**TASK GOAL**:
Only some lines are wanted. Transcribe, exactly, the lines below from the line with "fn reset_delay(headers: &HeaderMap, now: SystemTime)" up to and including the line with "let now = now.duration_since(UNIX_EPOCH).ok()?.as_secs();".

**Stored data entries**:
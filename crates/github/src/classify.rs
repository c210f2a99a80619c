//! Mapping from non-2xx responses to [`ApiError`].

use std::time::{Duration, SystemTime, UNIX_EPOCH};

use reqwest::header::HeaderMap;
use reqwest::StatusCode;
use tracker::ApiError;

use crate::wire::ErrorPayload;

const RATE_LIMIT_REMAINING: &str = "x-ratelimit-remaining";
const RATE_LIMIT_RESET: &str = "x-ratelimit-reset";

/// Longest body excerpt carried into an error message.
const MAX_BODY_MESSAGE: usize = 200;

/// Classifies a failed response.
///
/// `subject` names what was requested (e.g. `"pull request #42"`) and is used
/// for the not-found message. A 403 is only treated as a rate limit when the
/// remaining quota header is exactly `"0"`; secondary rate limits and plain
/// permission failures stay generic.
pub(crate) fn classify_failure(
    status: StatusCode,
    headers: &HeaderMap,
    body: &str,
    subject: &str,
) -> ApiError {
    match status {
        StatusCode::NOT_FOUND => ApiError::not_found(subject),
        StatusCode::FORBIDDEN if quota_exhausted(headers) => {
            ApiError::rate_limited(reset_delay(headers, SystemTime::now()))
        }
        _ => ApiError::http(status.as_u16(), &body_message(body)),
    }
}

fn quota_exhausted(headers: &HeaderMap) -> bool {
    headers
        .get(RATE_LIMIT_REMAINING)
        .and_then(|v| v.to_str().ok())
        .is_some_and(|v| v.trim() == "0")
}

/// Time until the quota window resets, from the epoch-seconds reset header.
fn reset_delay(headers: &HeaderMap, now: SystemTime) -> Option<Duration> {
    let reset_at = headers
        .get(RATE_LIMIT_RESET)?
        .to_str()
        .ok()?
        .trim()
        .parse::<u64>()
        .ok()?;
    let now = now.duration_since(UNIX_EPOCH).ok()?.as_secs();
    Some(Duration::from_secs(reset_at.saturating_sub(now)))
}

/// GitHub's `message` field if the body is a JSON error, else the raw text.
fn body_message(body: &str) -> String {
    let message = match serde_json::from_str::<ErrorPayload>(body) {
        Ok(payload) => payload.message,
        Err(_) => body.trim().to_string(),
    };

    if message.chars().count() > MAX_BODY_MESSAGE {
        let mut cut: String = message.chars().take(MAX_BODY_MESSAGE).collect();
        cut.push('…');
        cut
    } else {
        message
    }
}
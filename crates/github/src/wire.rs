//! JSON payloads as GitHub sends them.
//!
//! Only the fields the checker reads are declared; serde ignores the rest of
//! the (large) pull request and comparison documents.

use serde::Deserialize;
use tracker::{ApiError, PrNumber, PullRequest};

/// `GET /repos/{owner}/{repo}/pulls/{number}`
#[derive(Debug, Deserialize)]
pub(crate) struct PullRequestPayload {
    pub number: u64,
    pub state: String,
    #[serde(default)]
    pub merged: bool,
    #[serde(default)]
    pub draft: bool,
    pub merge_commit_sha: Option<String>,
    pub base: BaseRefPayload,
}

#[derive(Debug, Deserialize)]
pub(crate) struct BaseRefPayload {
    #[serde(rename = "ref")]
    pub name: String,
}

impl PullRequestPayload {
    pub fn into_domain(self) -> Result<PullRequest, ApiError> {
        let number = PrNumber::new(self.number).ok_or_else(|| {
            ApiError::transport("response carried pull request number 0")
        })?;

        Ok(PullRequest::from_api(
            number,
            &self.state,
            self.merged,
            self.draft,
            self.merge_commit_sha,
            self.base.name,
        ))
    }
}

/// Error body shared by all endpoints: `{"message": "...", "documentation_url": "..."}`.
#[derive(Debug, Deserialize)]
pub(crate) struct ErrorPayload {
    pub message: String,
}

#[cfg(test)]
mod tests {
    use tracker::PrState;

    use super::*;

    #[test]
    fn decodes_merged_pull_request() {
        let payload: PullRequestPayload = serde_json::from_str(
            r#"{
                "number": 476497,
                "state": "closed",
                "title": "hello: 2.12 -> 2.12.1",
                "merged": true,
                "draft": false,
                "merge_commit_sha": "abc123def456",
                "base": {"ref": "master", "sha": "0000"}
            }"#,
        )
        .unwrap();

        let pr = payload.into_domain().unwrap();
        assert_eq!(pr.number.as_u64(), 476497);
        assert_eq!(pr.state, PrState::Merged);
        assert!(pr.merged);
        assert_eq!(pr.merge_commit_sha.unwrap().as_str(), "abc123def456");
        assert_eq!(pr.base_ref, "master");
    }

    #[test]
    fn missing_flags_and_null_sha_default() {
        let payload: PullRequestPayload = serde_json::from_str(
            r#"{"number": 1, "state": "open", "merge_commit_sha": null, "base": {"ref": "staging"}}"#,
        )
        .unwrap();

        let pr = payload.into_domain().unwrap();
        assert_eq!(pr.state, PrState::Open);
        assert!(!pr.merged);
        assert_eq!(pr.merge_commit_sha, None);
    }

    #[test]
    fn zero_number_is_rejected() {
        let payload: PullRequestPayload = serde_json::from_str(
            r#"{"number": 0, "state": "open", "merge_commit_sha": null, "base": {"ref": "master"}}"#,
        )
        .unwrap();

        assert!(payload.into_domain().is_err());
    }
}
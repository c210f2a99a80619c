//! Translates SIGINT/SIGTERM into a fired [`CancelSource`].

use std::sync::Arc;

use tracing::info;
use tracker::CancelSource;

/// Waits for an interrupt and fires `source`. Runs until a signal arrives.
pub async fn cancel_on_signal(source: Arc<CancelSource>) {
    let name = wait_for_signal().await;
    info!(signal = name, "received signal, cancelling");
    source.cancel();
}

#[cfg(unix)]
async fn wait_for_signal() -> &'static str {
    use tokio::signal::unix::{signal, SignalKind};

    let mut terminate = match signal(SignalKind::terminate()) {
        Ok(stream) => stream,
        Err(e) => {
            tracing::debug!(error = %e, "SIGTERM handler unavailable");
            return ctrl_c().await;
        }
    };

    tokio::select! {
        name = ctrl_c() => name,
        _ = terminate.recv() => "SIGTERM",
    }
}

#[cfg(not(unix))]
async fn wait_for_signal() -> &'static str {
    ctrl_c().await
}

async fn ctrl_c() -> &'static str {
    if let Err(e) = tokio::signal::ctrl_c().await {
        tracing::debug!(error = %e, "SIGINT handler unavailable");
        std::future::pending::<()>().await;
    }
    "SIGINT"
}
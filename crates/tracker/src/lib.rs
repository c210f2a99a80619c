//! Channel-membership domain for nprt.
//!
//! This crate holds every domain concept the tool reasons about: pull
//! requests and their lifecycle state, ancestry comparisons, per-channel
//! verdicts, the finished status report, the GitHub error taxonomy, and the
//! deterministic ordering applied to verdicts before presentation.
//!
//! ## Architectural Layer
//!
//! **Domain + port definitions.** This crate performs no network I/O. It
//! defines the [`GitHubApi`] port; the `github` crate implements it over
//! HTTP and the `checker` crate consumes it.
//!
//! ## Module Layout
//!
//! | Module | Contents |
//! |--------|----------|
//! | [`identifiers`] | Newtype identifiers (`PrNumber`, `ChannelName`, `CommitSha`) |
//! | [`types`] | Value types (`PullRequest`, `CompareResult`, `ChannelResult`, `PrStatus`) |
//! | [`errors`] | `ApiError`, its `ApiErrorKind`, and `RetryPolicy` |
//! | [`ordering`] | `sort_channel_results` |
//! | [`ports`] | The `GitHubApi` trait |
//! | [`cancel`] | `CancelSource` / `CancelToken` |

pub mod cancel;
pub mod errors;
pub mod identifiers;
pub mod ordering;
pub mod ports;
pub mod types;

// Re-export everything at the crate root for ergonomic usage by downstream crates.
pub use cancel::{CancelSource, CancelToken};
pub use errors::{ApiError, ApiErrorKind, RetryPolicy};
pub use identifiers::{ChannelName, CommitSha, PrNumber};
pub use ordering::sort_channel_results;
pub use ports::GitHubApi;
pub use types::{ChannelResult, ChannelStatus, CompareResult, PrState, PrStatus, PullRequest};

/// Owner of the only repository this tool inspects.
pub const REPO_OWNER: &str = "NixOS";

/// Name of the only repository this tool inspects.
pub const REPO_NAME: &str = "nixpkgs";

/// Channels checked when the caller does not pick any, in presentation priority.
pub const DEFAULT_CHANNELS: [&str; 5] = [
    "master",
    "staging-next",
    "nixpkgs-unstable",
    "nixos-unstable-small",
    "nixos-unstable",
];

**SOLUTION FOR THIS PROBLEM**:
fn reset_delay(headers: &HeaderMap, now: SystemTime) -> Option<Duration> {
    let reset_at = headers
        .get(RATE_LIMIT_RESET)?
        .to_str()
        .ok()?
        .trim()
        .parse::<u64>()
        .ok()?;
    let now = now.duration_since(UNIX_EPOCH).ok()?.as_secs();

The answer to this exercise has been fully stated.